--- Input Enclosed Below ---

//! Raw cell decoding
//!
//! Turns one `<c>` element (type tag + raw text + style reference) into a
//! typed [`CellValue`]. Undecodable cells are structural failures that abort
//! the whole parse, as opposed to the row-level validation errors produced
//! later by schema mapping.

use chrono::{DateTime, NaiveDate, NaiveDateTime};

use sheetmap_core::{serial_to_datetime, CellError, CellRef, CellValue};

use crate::date_format::{is_date_format, DateFormatOptions};
use crate::error::{XlsxError, XlsxResult};
use crate::styles::CellStyle;

/// One `<c>` element, as extracted by the worksheet reader. Ephemeral:
/// consumed immediately by [`decode_cell_value`].
#[derive(Debug, Clone)]
pub struct RawCell {
    /// The `r` attribute, parsed
    pub reference: CellRef,
    /// The `t` attribute; absent means numeric
    pub type_tag: Option<String>,
    /// Text of the `<v>` value node
    pub value: Option<String>,
    /// Text of the `<is><t>` inline string node
    pub inline_string: Option<String>,
    /// The `s` style attribute
    pub style: Option<u32>,
}

/// Dictionaries and options shared across all cells of one parse call
pub struct DecodeContext<'a> {
    /// Shared string table
    pub shared_strings: &'a [String],
    /// Cell styles indexed by style id
    pub styles: &'a [CellStyle],
    /// Date system of the workbook
    pub epoch1904: bool,
    /// Date-format heuristic options
    pub date_format: DateFormatOptions,
    /// Trim surrounding whitespace from string values (default on)
    pub trim_strings: bool,
}

impl DecodeContext<'_> {
    fn string_value(&self, s: &str) -> CellValue {
        let s = if self.trim_strings { s.trim() } else { s };
        if s.is_empty() {
            CellValue::Empty
        } else {
            CellValue::Text(s.to_string())
        }
    }
}

/// Parse an ISO 8601 date or date-time string
fn parse_iso_datetime(s: &str) -> Option<NaiveDateTime> {
    if let Ok(dt) = DateTime::parse_from_rfc3339(s) {
        return Some(dt.naive_utc());
    }
    if let Ok(dt) = NaiveDateTime::parse_from_str(s, "%Y-%m-%dT%H:%M:%S%.f") {
        return Some(dt);
    }
    NaiveDate::parse_from_str(s, "%Y-%m-%d")
        .ok()
        .and_then(|d| d.and_hms_opt(0, 0, 0))
}

/// Decode one raw cell into a typed value.
///
/// Available cell types:
/// https://github.com/SheetJS/sheetjs/blob/19620da30be2a7d7b9801938a0b9b1fd3c4c4b00/docbits/52_datatype.md
pub fn decode_cell_value(cell: &RawCell, ctx: &DecodeContext<'_>) -> XlsxResult<CellValue> {
    // Default cell type is "n" (numeric).
    // http://www.datypic.com/sc/ooxml/t-ssml_CT_Cell.html
    let type_tag = cell.type_tag.as_deref().unwrap_or("n");

    match type_tag {
        // Formula-cached string.
        "str" => Ok(match &cell.value {
            Some(v) => ctx.string_value(v),
            None => CellValue::Empty,
        }),

        // Inline (not shared) string.
        "inlineStr" => match &cell.inline_string {
            Some(v) => Ok(ctx.string_value(v)),
            None => Err(XlsxError::Parse(format!(
                "unsupported inline string structure in cell {}",
                cell.reference
            ))),
        },

        // Shared string: the value is an index into the shared string table.
        "s" => {
            let raw = cell.value.as_deref().ok_or_else(|| {
                XlsxError::Parse(format!("shared string cell {} has no value", cell.reference))
            })?;
            let index: usize = raw.parse().map_err(|_| {
                XlsxError::Parse(format!("invalid shared string index: {}", raw))
            })?;
            let s = ctx.shared_strings.get(index).ok_or(
                XlsxError::SharedStringOutOfBounds {
                    index,
                    len: ctx.shared_strings.len(),
                },
            )?;
            Ok(ctx.string_value(s))
        }

        "b" => match cell.value.as_deref() {
            Some("1") => Ok(CellValue::Bool(true)),
            Some("0") => Ok(CellValue::Bool(false)),
            other => Err(XlsxError::Parse(format!(
                "invalid boolean cell value: {:?}",
                other
            ))),
        },

        // Stub: blank cell that is ignored by data processing utilities.
        "z" => Ok(CellValue::Empty),

        // Error: the value is a numeric code. Some writers emit the symbolic
        // name instead, so accept that too.
        "e" => {
            let raw = cell.value.as_deref().ok_or_else(|| {
                XlsxError::Parse(format!("error cell {} has no value", cell.reference))
            })?;
            if let Ok(code) = raw.parse::<u8>() {
                Ok(CellValue::Error(CellError::from_code(code)))
            } else if let Some(e) = CellError::from_str(raw) {
                Ok(CellValue::Error(e))
            } else {
                Err(XlsxError::Parse(format!("invalid error cell value: {}", raw)))
            }
        }

        // Date: a string to be parsed directly (usually ISO 8601).
        "d" => match cell.value.as_deref() {
            None => Ok(CellValue::Empty),
            Some(v) => parse_iso_datetime(v)
                .map(CellValue::DateTime)
                .ok_or_else(|| XlsxError::Parse(format!("invalid date cell value: {}", v))),
        },

        "n" => {
            let raw = match cell.value.as_deref() {
                Some(v) => v,
                None => return Ok(CellValue::Empty),
            };
            let number: f64 = raw
                .parse()
                .map_err(|_| XlsxError::Parse(format!("invalid numeric cell value: {}", raw)))?;

            // Spreadsheets prefer storing dates as numeric cells; the style's
            // number format is the only hint. Only consult it when the cell
            // actually carries a style reference.
            if let Some(style_id) = cell.style {
                let style = ctx
                    .styles
                    .get(style_id as usize)
                    .ok_or(XlsxError::StyleNotFound(style_id))?;
                if let Some(format) = &style.number_format {
                    if is_date_format(format, &ctx.date_format) {
                        return serial_to_datetime(number, ctx.epoch1904)
                            .map(CellValue::DateTime)
                            .ok_or_else(|| {
                                XlsxError::Parse(format!("day serial out of range: {}", raw))
                            });
                    }
                }
            }

            Ok(CellValue::Number(number))
        }

        other => Err(XlsxError::UnsupportedCellType(other.to_string())),
    }
}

--- End of Enclosed Input ---

→ Exercise aim
Every record above needs to be restated exactly.

→ Output for this task
//! Raw cell decoding
//!
//! Turns one `<c>` element (type tag + raw text + style reference) into a
//! typed [`CellValue`]. Undecodable cells are structural failures that abort
//! the whole parse, as opposed to the row-level validation errors produced
//! later by schema mapping.

use chrono::{DateTime, NaiveDate, NaiveDateTime};

use sheetmap_core::{serial_to_datetime, CellError, CellRef, CellValue};

use crate::date_format::{is_date_format, DateFormatOptions};
use crate::error::{XlsxError, XlsxResult};
use crate::styles::CellStyle;

/// One `<c>` element, as extracted by the worksheet reader. Ephemeral:
/// consumed immediately by [`decode_cell_value`].
#[derive(Debug, Clone)]
pub struct RawCell {
    /// The `r` attribute, parsed
    pub reference: CellRef,
    /// The `t` attribute; absent means numeric
    pub type_tag: Option<String>,
    /// Text of the `<v>` value node
    pub value: Option<String>,
    /// Text of the `<is><t>` inline string node
    pub inline_string: Option<String>,
    /// The `s` style attribute
    pub style: Option<u32>,
}

/// Dictionaries and options shared across all cells of one parse call
pub struct DecodeContext<'a> {
    /// Shared string table
    pub shared_strings: &'a [String],
    /// Cell styles indexed by style id
    pub styles: &'a [CellStyle],
    /// Date system of the workbook
    pub epoch1904: bool,
    /// Date-format heuristic options
    pub date_format: DateFormatOptions,
    /// Trim surrounding whitespace from string values (default on)
    pub trim_strings: bool,
}

impl DecodeContext<'_> {
    fn string_value(&self, s: &str) -> CellValue {
        let s = if self.trim_strings { s.trim() } else { s };
        if s.is_empty() {
            CellValue::Empty
        } else {
            CellValue::Text(s.to_string())
        }
    }
}

/// Parse an ISO 8601 date or date-time string
fn parse_iso_datetime(s: &str) -> Option<NaiveDateTime> {
    if let Ok(dt) = DateTime::parse_from_rfc3339(s) {
        return Some(dt.naive_utc());
    }
    if let Ok(dt) = NaiveDateTime::parse_from_str(s, "%Y-%m-%dT%H:%M:%S%.f") {
        return Some(dt);
    }
    NaiveDate::parse_from_str(s, "%Y-%m-%d")
        .ok()
        .and_then(|d| d.and_hms_opt(0, 0, 0))
}

/// Decode one raw cell into a typed value.
///
/// Available cell types:
/// https://github.com/SheetJS/sheetjs/blob/19620da30be2a7d7b9801938a0b9b1fd3c4c4b00/docbits/52_datatype.md
pub fn decode_cell_value(cell: &RawCell, ctx: &DecodeContext<'_>) -> XlsxResult<CellValue> {
    // Default cell type is "n" (numeric).
    // http://www.datypic.com/sc/ooxml/t-ssml_CT_Cell.html
    let type_tag = cell.type_tag.as_deref().unwrap_or("n");

    match type_tag {
        // Formula-cached string.
        "str" => Ok(match &cell.value {
            Some(v) => ctx.string_value(v),
            None => CellValue::Empty,
        }),

        // Inline (not shared) string.
        "inlineStr" => match &cell.inline_string {
            Some(v) => Ok(ctx.string_value(v)),
            None => Err(XlsxError::Parse(format!(
                "unsupported inline string structure in cell {}",
                cell.reference
            ))),
        },

        // Shared string: the value is an index into the shared string table.
        "s" => {
            let raw = cell.value.as_deref().ok_or_else(|| {
                XlsxError::Parse(format!("shared string cell {} has no value", cell.reference))
            })?;
            let index: usize = raw.parse().map_err(|_| {
                XlsxError::Parse(format!("invalid shared string index: {}", raw))
            })?;
            let s = ctx.shared_strings.get(index).ok_or(
                XlsxError::SharedStringOutOfBounds {
                    index,
                    len: ctx.shared_strings.len(),
                },
            )?;
            Ok(ctx.string_value(s))
        }

        "b" => match cell.value.as_deref() {
            Some("1") => Ok(CellValue::Bool(true)),
            Some("0") => Ok(CellValue::Bool(false)),
            other => Err(XlsxError::Parse(format!(
                "invalid boolean cell value: {:?}",
                other
            ))),
        },

        // Stub: blank cell that is ignored by data processing utilities.
        "z" => Ok(CellValue::Empty),

        // Error: the value is a numeric code. Some writers emit the symbolic
        // name instead, so accept that too.
        "e" => {
            let raw = cell.value.as_deref().ok_or_else(|| {
                XlsxError::Parse(format!("error cell {} has no value", cell.reference))
            })?;
            if let Ok(code) = raw.parse::<u8>() {
                Ok(CellValue::Error(CellError::from_code(code)))
            } else if let Some(e) = CellError::from_str(raw) {
                Ok(CellValue::Error(e))
            } else {
                Err(XlsxError::Parse(format!("invalid error cell value: {}", raw)))
            }
        }

        // Date: a string to be parsed directly (usually ISO 8601).
        "d" => match cell.value.as_deref() {
            None => Ok(CellValue::Empty),
            Some(v) => parse_iso_datetime(v)
                .map(CellValue::DateTime)
                .ok_or_else(|| XlsxError::Parse(format!("invalid date cell value: {}", v))),
        },

        "n" => {
            let raw = match cell.value.as_deref() {
                Some(v) => v,
                None => return Ok(CellValue::Empty),
            };
            let number: f64 = raw
                .parse()
                .map_err(|_| XlsxError::Parse(format!("invalid numeric cell value: {}", raw)))?;

            // Spreadsheets prefer storing dates as numeric cells; the style's
            // number format is the only hint. Only consult it when the cell
            // actually carries a style reference.
            if let Some(style_id) = cell.style {
                let style = ctx
                    .styles
                    .get(style_id as usize)
                    .ok_or(XlsxError::StyleNotFound(style_id))?;
                if let Some(format) = &style.number_format {
                    if is_date_format(format, &ctx.date_format) {
                        return serial_to_datetime(number, ctx.epoch1904)
                            .map(CellValue::DateTime)
                            .ok_or_else(|| {
                                XlsxError::Parse(format!("day serial out of range: {}", raw))
                            });
                    }
                }
            }

            Ok(CellValue::Number(number))
        }

        other => Err(XlsxError::UnsupportedCellType(other.to_string())),
    }
}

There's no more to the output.